И цунами идёт Справедливости вал!
И заткнёт тебе глотку и мёртвому! Грубо
говорить не желаю. Дороже себе!
Вовращаются черви к тебе твоих строчек.
И расходится ложь как круги по воде,
не беспамятной, нет! С запятыми без точек.
Сброд воителей Зла. Среди них ты сидишь.
СоЛЖЕницынских вралей, приблуд толстошеих.
На тебе и усы не растут. Только, ишь,
говорящий корбункул* с никчемным трофеем.
Разожгла невзначай уголёк серной лжи.
Голенище ничем не сияет приметным.
Знать, на счастье указы подков положил
тот, кто боле велик многих вас, незаметных.
* * *
Он, конечно, был Ферзь среди пешек, верзил...
Его лом - Мира Ось и природа земная.
Реки вспять повернул, а слова не цедил,—
изрекал как резцом, по-роденовски. Тая,
был как айсберг внутри, сам в себе, и снаружи.
Двери-окна запри! Солнца свет был не нужен.
Сам был Солнце и Свет. До глухой деревеньки
доставал как Привет из Кремля. Был обвенчан
с болью каждого! Люд из простых был дороже,
чем "придворников" флуд, "князь-из-грязи" вельможьей.
Трубку молча курил, раскурив светотени,
паузу длил, сколько быть к Эвересту ступеней!
И, заставивший петь многих как скоморохи,
предлагал им седеть от размаха дороги
к Коммунизму. Пришёл сам к нему сверхурочно.
Только трубка и китель с одеялом. И точка.
Он светил вне Времён, брызжа ленинским Светом.
И калёным огнём выжигал зло из Леты!
Он значителен весь, от нуля до эпохи.
И тайги синий лес подрубал в щепки, крохи.
Трубка сопкой курит, вслед туман полномочный.
Из любого кульбит знал как сделать заочно.
Оценил, кто горазд, "кому в пах, кому в глаз".
Человечьему уху был любому — приказ.
Могуществен в роскошной нищете.
В величие сознания могучем.
И преданный Идее, как нигде
никто был предан, словно Солнце в туче.
Природу человека понимал,
и знал, что верить можно только равным.
А равных не было. Таков империал*
"двойного дна" продажных и бесславных.
Сегодня это видно! Как никто
другой, он не кичился своим местом.
Империал чеканился литой!
Хватало, чтоб купить любого. Света
довольно в полумраке глубины,
за шторами, когда глаза и книги!
Учиться до конца — призыв страны,
а не плести зашоренно интриги.
Да, не безгрешен "сладкогласный труд",**
где возвеличивая, камни бросят в спину.
Его*** слова как тины тёмной пруд,
не сходятся с величием лавины
души Вождя.

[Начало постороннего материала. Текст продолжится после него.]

impl<'a> Builder<'a> {
    pub fn new(ctx: Rc<Context>, domain: &'a dyn Domain, problem: Problem) -> Self {
        Self {
            ctx,
            domain,
            problem,
            cancel: CancelToken::new(),
            collect_garbage: false,
        }
    }

    /// Attaches weights looked up by schema name and passed through `adjuster`.
    pub fn with_weights(mut self, table: &WeightTable, adjuster: &dyn CostAdjuster) -> Result<Self> {
        assign_weights(&mut self.problem, table, adjuster)?;
        Ok(self)
    }

    pub fn with_cancel(mut self, token: CancelToken) -> Self {
        self.cancel = token;
        self
    }

    /// Sweep the intermediate diagrams of the construction once it is done.
    pub fn collect_garbage(mut self, enabled: bool) -> Self {
        self.collect_garbage = enabled;
        self
    }

    /// Every fact is a state; relations are built from operator cubes.
    pub fn build_direct(self) -> Result<TransitionSystem> {
        let start = Instant::now();
        let ctx = self.ctx.clone();
        let bdd = ctx.bdd();
        let table = ctx.predicates();

        let states = Encoder::from_items(bdd, "x", table.iter().map(|(id, _)| State::singleton(id)), true)?;
        let labels = LabelEncoder::new(bdd, self.domain.label_slots())?;
        let fact = |id, side| states.encode(bdd, &State::singleton(id), side).unwrap_or(bdd.zero);

        let valid = bdd.apply_and(states.domain(bdd, Side::Current), states.domain(bdd, Side::Next));
        let mut relations = Vec::with_capacity(self.problem.actions.len());
        for action in &self.problem.actions {
            self.cancel.check()?;
            let pre = bdd.apply_and_many(action.pre.ids().iter().map(|&id| fact(id, Side::Current)));
            let add = bdd.apply_and_many(action.add.ids().iter().map(|&id| fact(id, Side::Next)));
            let del = bdd.apply_or_many(action.del.ids().iter().map(|&id| fact(id, Side::Next)));
            let rel = bdd.apply_and_many([pre, add, -del, valid]);
            debug!("relation of {}: {} node(s)", action, bdd.size(rel));
            relations.push(rel);
        }

        let observation = bdd.apply_or_many(states.items().iter().enumerate().map(|(code, s)| {
            let label = self.domain.label(s, table);
            bdd.apply_and(states.cube(bdd, code as u32, Side::Current), labels.cube(bdd, &label))
        }));

        let init = bdd.apply_or_many(self.problem.initial.ids().iter().map(|&id| fact(id, Side::Current)));
        let goal = if self.problem.goal.is_empty() {
            states.domain(bdd, Side::Current)
        } else {
            bdd.apply_or_many(self.problem.goal.ids().iter().map(|&id| fact(id, Side::Current)))
        };

        let diagnostics = Diagnostics {
            states: states.len(),
            layer_times: vec![start.elapsed()],
            ..Default::default()
        };
        self.finish(states, labels, relations, observation, init, goal, None, diagnostics)
    }

    /// Discovers the states reachable from the initial one, layer by layer.
    ///
    /// `capacity` bounds the number of states the encoder can address.
    pub fn build_incremental(self, capacity: usize) -> Result<TransitionSystem> {
        self.explore(capacity, false)
    }

    /// Like [`build_incremental`][Self::build_incremental], with environment responses.
    pub fn build_game(self, capacity: usize) -> Result<TransitionSystem> {
        self.explore(capacity, true)
    }

    fn explore(self, capacity: usize, game: bool) -> Result<TransitionSystem> {
        let ctx = self.ctx.clone();
        let bdd = ctx.bdd();
        let table = ctx.predicates();
        let actions = &self.problem.actions;

        let mut states = Encoder::with_capacity(bdd, "x", capacity, true)?;
        let labels = LabelEncoder::new(bdd, self.domain.label_slots())?;

        let (system_actions, environment_actions): (Vec<usize>, Vec<usize>) = if game {
            (0..actions.len()).partition(|&a| actions[a].player == Player::System)
        } else {
            ((0..actions.len()).collect(), Vec::new())
        };
        let pools = if game {
            let system = VarPool::new(bdd, "s", width_for(system_actions.len()), false)?;
            let environment = VarPool::new(bdd, "e", width_for(environment_actions.len() + 1), false)?;
            Some((system, environment))
        } else {
            None
        };

        let x_vars = states.pool().vars(Side::Current).to_vec();
        let mut relations = vec![bdd.zero; actions.len()];
        let mut game_relation = bdd.zero;
        let mut edges = EdgeMap::new();

        let (init_code, _) = states.insert(self.problem.initial.clone())?;
        let init = states.cube(bdd, init_code, Side::Current);
        let init_label = self.domain.label(&self.problem.initial, table);
        let mut observation = bdd.apply_and(init, labels.cube(bdd, &init_label));

        let mut diagnostics = Diagnostics::default();
        let mut open = init;
        let mut closed = bdd.zero;

        loop {
            self.cancel.check()?;
            let start = Instant::now();

            open = bdd.apply_diff(open, closed);
            if bdd.is_zero(open) {
                break;
            }
            closed = bdd.apply_or(closed, open);

            let codes: Vec<u32> = bdd.cubes(open, &x_vars).map(|bits| VarPool::code_of(&bits)).collect();
            let mut next = bdd.zero;
            for code in codes {
                let state = states
                    .item(code)
                    .cloned()
                    .ok_or_else(|| Error::UnknownCode {
                        pool: states.pool().name().to_string(),
                    })?;
                let from = states.cube(bdd, code, Side::Current);

                for (si, &a) in system_actions.iter().enumerate() {
                    let action = &actions[a];
                    if !self.domain.admits(action, &state, table) {
                        continue;
                    }
                    let mid = action.successor(&state);

                    // Environment responses: none, then every admitted environment action.
                    let mut responses = vec![(0u32, None, mid.clone())];
                    if game {
                        for (ei, &e) in environment_actions.iter().enumerate() {
                            let response = &actions[e];
                            if self.domain.admits(response, &mid, table) {
                                responses.push((ei as u32 + 1, Some(e), response.successor(&mid)));
                            }
                        }
                    }

                    for (ecode, env, succ) in responses {
                        let key = (code, action.name.clone(), env.map(|e| actions[e].name.clone()));
                        let (to, new) = states.insert(succ.clone())?;
                        if let Some(&first) = edges.get(&key) {
                            if first != to {
                                return Err(conflict(&states, table, action, code, first, to));
                            }
                        }
                        edges.insert(key, to);

                        if new {
                            let label = self.domain.label(&succ, table);
                            let cube = states.cube(bdd, to, Side::Current);
                            observation = bdd.apply_or(observation, bdd.apply_and(cube, labels.cube(bdd, &label)));
                            debug!("new state #{}: {}", to, succ.display(table));
                        }

                        let edge = bdd.apply_and(from, states.cube(bdd, to, Side::Next));
                        relations[a] = bdd.apply_or(relations[a], edge);
                        if let Some((system, environment)) = &pools {
                            let step = bdd.apply_and_many([
                                edge,
                                system.cube(bdd, si as u32, Side::Current),
                                environment.cube(bdd, ecode, Side::Current),
                            ]);
                            game_relation = bdd.apply_or(game_relation, step);
                        }
                        next = bdd.apply_or(next, states.cube(bdd, to, Side::Current));
                    }
                }
            }

            let elapsed = start.elapsed();
            info!(
                "layer {}: expanded {} state(s), {} discovered so far in {:?}",
                diagnostics.layer_times.len(),
                count_to_usize(&bdd.sat_count(open, &x_vars)),
                states.len(),
                elapsed
            );
            diagnostics.layer_times.push(elapsed);
            open = next;
        }

        let goal = bdd.apply_or_many(
            states
                .items()
                .iter()
                .enumerate()
                .filter(|(_, s)| s.is_superset(&self.problem.goal))
                .map(|(code, _)| states.cube(bdd, code as u32, Side::Current)),
        );
        diagnostics.states = states.len();

        let game = pools.map(|(system, environment)| GameRelation {
            system,
            environment,
            relation: game_relation,
            system_actions,
            environment_actions,
        });
        self.finish(states, labels, relations, observation, init, goal, game, diagnostics)
    }

    #[allow(clippy::too_many_arguments)]
    fn finish(
        self,
        states: Encoder<State>,
        labels: LabelEncoder,
        relations: Vec<Ref>,
        observation: Ref,
        init: Ref,
        goal: Ref,
        game: Option<GameRelation>,
        mut diagnostics: Diagnostics,
    ) -> Result<TransitionSystem> {
        let bdd = self.ctx.bdd();
        let add = self.ctx.add();

        let mut edge_vars: Vec<Var> = states.pool().vars(Side::Current).to_vec();
        edge_vars.extend_from_slice(states.pool().vars(Side::Next));
        edge_vars.sort();
        let edges: BigUint = relations.iter().map(|&rel| bdd.sat_count(rel, &edge_vars)).sum();

        let weighted = self
            .problem
            .actions
            .iter()
            .zip(&relations)
            .map(|(action, &rel)| add.from_bdd(bdd, rel, action.weight_or_default() as u64, INFINITY))
            .collect();

        diagnostics.variables = bdd.num_vars();
        diagnostics.edges = count_to_usize(&edges);
        info!(
            "transition system: {} state(s), {} edge(s), {} variable(s)",
            diagnostics.states, diagnostics.edges, diagnostics.variables
        );

        let ts = TransitionSystem {
            ctx: self.ctx.clone(),
            actions: self.problem.actions,
            states,
            labels,
            relations,
            weighted,
            observation,
            init,
            goal,
            game,
            diagnostics,
        };
        for &w in &ts.weighted {
            add.pin(w);
        }
        if self.collect_garbage {
            bdd.collect_garbage(&ts.roots());
            add.collect_garbage(&[]);
        }
        Ok(ts)
    }
}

Живее всех живых.
И не "полуживой", дающий милость.
Не тень, а человек не для любых,
а лишь для преданных,
в ком честь и гордость слились!
8 декабря 2020 года
*Здесь - империал — в смысле: двойная скамья на крыше вагона трамвая, конки или автобуса. Обычно представлял собой длинную двойную скамью, на которой пассажиры сидели спинами друг к другу, а лицами — к двум противоположным сторонам улицы.
**"И сладкогласный труд безгрешен." - слова О.Мандельштама о себе.
*** Речь об "Оде" Сталину О. Мандельштама.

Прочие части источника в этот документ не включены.